Richard Dawkins is the bestselling author of The Selfish Gene and The God Delusion. He’s also a pre-eminent scientist, the first holder of the Charles Simonyi Chair of the Public Understanding of Science at Oxford, and is a fellow of New College, Oxford. Called “Darwin’s Rottweiler” by the media, he is one of the most famous advocates of Darwinian evolution. His most recent book is The Oxford Guide to Modern Science Writing, a collection of the best science writing in the last century.
This is the third in a series of podcasts we’re running from an interview with Dawkins. You’ve heard him speak about Alan Turing, the father of the modern computer, and Watson & Crick, the men who discovered the shape of DNA. Now, Dawkins tells us a bit more about his new book and reflects on the men who influenced his own theories.
RICHARD DAWKINS: Yes, I selected them in collaboration with the OUP editor Latha Menon. We’ve worked together before; we worked together on my own collection of writings, which is called A Devil’s Chaplain. And so we worked well together, and we chose them together.
DEVINS: And how many different scientists are represented in this book?
DAWKINS: I haven’t counted.
DEVINS: It extends back to-the earliest writing is…

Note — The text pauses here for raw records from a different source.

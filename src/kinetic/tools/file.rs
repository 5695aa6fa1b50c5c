// SPDX-License-Identifier: MIT

//! File tools confined to a base directory

use async_trait::async_trait;
use once_cell::sync::Lazy;
use schemars::JsonSchema;
use serde::Deserialize;
use serde_json::{json, Value};
use std::path::{Component, Path, PathBuf};
use tokio::io::AsyncWriteExt;

use crate::adk::error::ToolError;
use crate::adk::model::structured::json_schema;
use crate::adk::tool::Tool;

/// Resolve `user_path` below `base` without touching the filesystem
///
/// The path is normalized lexically. Absolute paths, paths that climb above
/// `base`, and paths that resolve to `base` itself are rejected. Symlinks
/// inside `base` are not resolved.
pub fn resolve_within(base: &Path, user_path: &str) -> Result<PathBuf, ToolError> {
    let escapes = || ToolError::PathEscapes(user_path.to_string());

    let mut parts: Vec<&std::ffi::OsStr> = Vec::new();
    for component in Path::new(user_path).components() {
        match component {
            Component::Normal(part) => parts.push(part),
            Component::CurDir => {}
            Component::ParentDir => {
                parts.pop().ok_or_else(escapes)?;
            }
            Component::RootDir | Component::Prefix(_) => return Err(escapes()),
        }
    }

    if parts.is_empty() {
        return Err(escapes());
    }

    let mut resolved = base.to_path_buf();
    resolved.extend(parts);
    Ok(resolved)
}

#[derive(Debug, Deserialize, JsonSchema)]
struct ReadFileArgs {
    /// File name or path relative to the files directory
    filename: String,
}

#[derive(Debug, Default, Deserialize, JsonSchema, Clone, Copy, PartialEq)]
#[serde(rename_all = "lowercase")]
enum WriteMode {
    #[default]
    Overwrite,
    Append,
}

#[derive(Debug, Deserialize, JsonSchema)]
struct WriteFileArgs {
    /// File name or path relative to the files directory
    filename: String,
    /// Text to write
    content: String,
    /// `overwrite` (default) or `append`
    #[serde(default)]
    mode: WriteMode,
}

static READ_SCHEMA: Lazy<Value> = Lazy::new(json_schema::<ReadFileArgs>);
static WRITE_SCHEMA: Lazy<Value> = Lazy::new(json_schema::<WriteFileArgs>);

fn display_name(path: &Path) -> String {
    path.file_name()
        .map(|n| n.to_string_lossy().into_owned())
        .unwrap_or_default()
}

/// Reads a text file under the base directory
pub struct ReadFileTool {
    base: PathBuf,
}

impl ReadFileTool {
    pub fn new(base: impl Into<PathBuf>) -> Self {
        Self { base: base.into() }
    }
}

#[async_trait]
impl Tool for ReadFileTool {
    fn name(&self) -> &str {
        "read_file"
    }

    fn description(&self) -> &str {
        "Read the content of a text file in the files directory"
    }

    fn schema(&self) -> &Value {
        &READ_SCHEMA
    }

    async fn execute(&self, args: Value) -> Result<Value, ToolError> {
        let args: ReadFileArgs = serde_json::from_value(args)?;
        let path = resolve_within(&self.base, &args.filename)?;
        log::info!("Reading file {}", path.display());

        let is_file = tokio::fs::metadata(&path)
            .await
            .map(|m| m.is_file())
            .unwrap_or(false);
        if !is_file {
            return Ok(json!(format!("File not found: {}", display_name(&path))));
        }

        let content = tokio::fs::read_to_string(&path).await?;
        Ok(Value::String(content))
    }
}

/// Writes or appends to a text file under the base directory
pub struct WriteFileTool {
    base: PathBuf,
}

impl WriteFileTool {
    pub fn new(base: impl Into<PathBuf>) -> Self {
        Self { base: base.into() }
    }
}

#[async_trait]
impl Tool for WriteFileTool {
    fn name(&self) -> &str {
        "write_file"
    }

    fn description(&self) -> &str {
        "Write text to a file in the files directory, overwriting or appending"
    }

    fn schema(&self) -> &Value {
        &WRITE_SCHEMA
    }

    async fn execute(&self, args: Value) -> Result<Value, ToolError> {
        let args: WriteFileArgs = serde_json::from_value(args)?;
        let path = resolve_within(&self.base, &args.filename)?;
        log::info!("Writing file {} ({:?})", path.display(), args.mode);

        if let Some(dir) = path.parent() {
            tokio::fs::create_dir_all(dir).await?;
        }

        let mut file = tokio::fs::OpenOptions::new()
            .create(true)
            .write(true)
            .append(args.mode == WriteMode::Append)
            .truncate(args.mode == WriteMode::Overwrite)
            .open(&path)
            .await?;
        file.write_all(args.content.as_bytes()).await?;
        file.flush().await?;

        let mode = match args.mode {
            WriteMode::Overwrite => "overwrite",
            WriteMode::Append => "append",
        };
        Ok(json!(format!("Wrote {} (mode: {})", display_name(&path), mode)))
    }
}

DAWKINS: Go back to the sort of Eddington-gene sort of time, I can’t remember what date they are, but sort of early part of the twentieth century. The decision was not to go back to the nineteenth century, that would have been a nice thing to do but it would have opened up a whole new vista which I didn’t feel like taking on.
DEVINS: And it would have necessitated your eliminating some of these people, I suspect. So, I see you have George Williams in here.
DAWKINS: George Williams was a very important influence in modern evolutionary theory. In 1966, he wrote a really seminal book called Adaptation and Natural Selection, which once and for all destroyed the theory of group selection, which was a very important thing to do at that time. And he substituted the view of evolution which I later christened the theory of the selfish gene. Williams didn’t use that phrase, but in effect the selfish gene was a new way of putting the theory that Williams had put forward in the 1960s. Oddly enough, I didn’t get it from Williams, I got it from Hamilton. Bill Hamilton, W. D. Hamilton, who’s also in the book and a very wonderful, eccentric character who I deeply loved and who died, tragically, not that long ago (about oh, well, actually maybe seven or eight years ago now). And Hamilton and Williams, I think, could be seen as the founding fathers of the selfish gene theory.
DEVINS: And what part did Hamilton bring in?
DAWKINS: Well Hamilton invented what Maynard Smith actually called kin selection; the idea that animals behave altruistically towards kin because they share genes. And in a way, you could say that everybody knew that about offspring, everybody knew about parental care, but what Hamilton showed was that the same principle as parental care works for brothers and sisters, nieces and nephews, etc.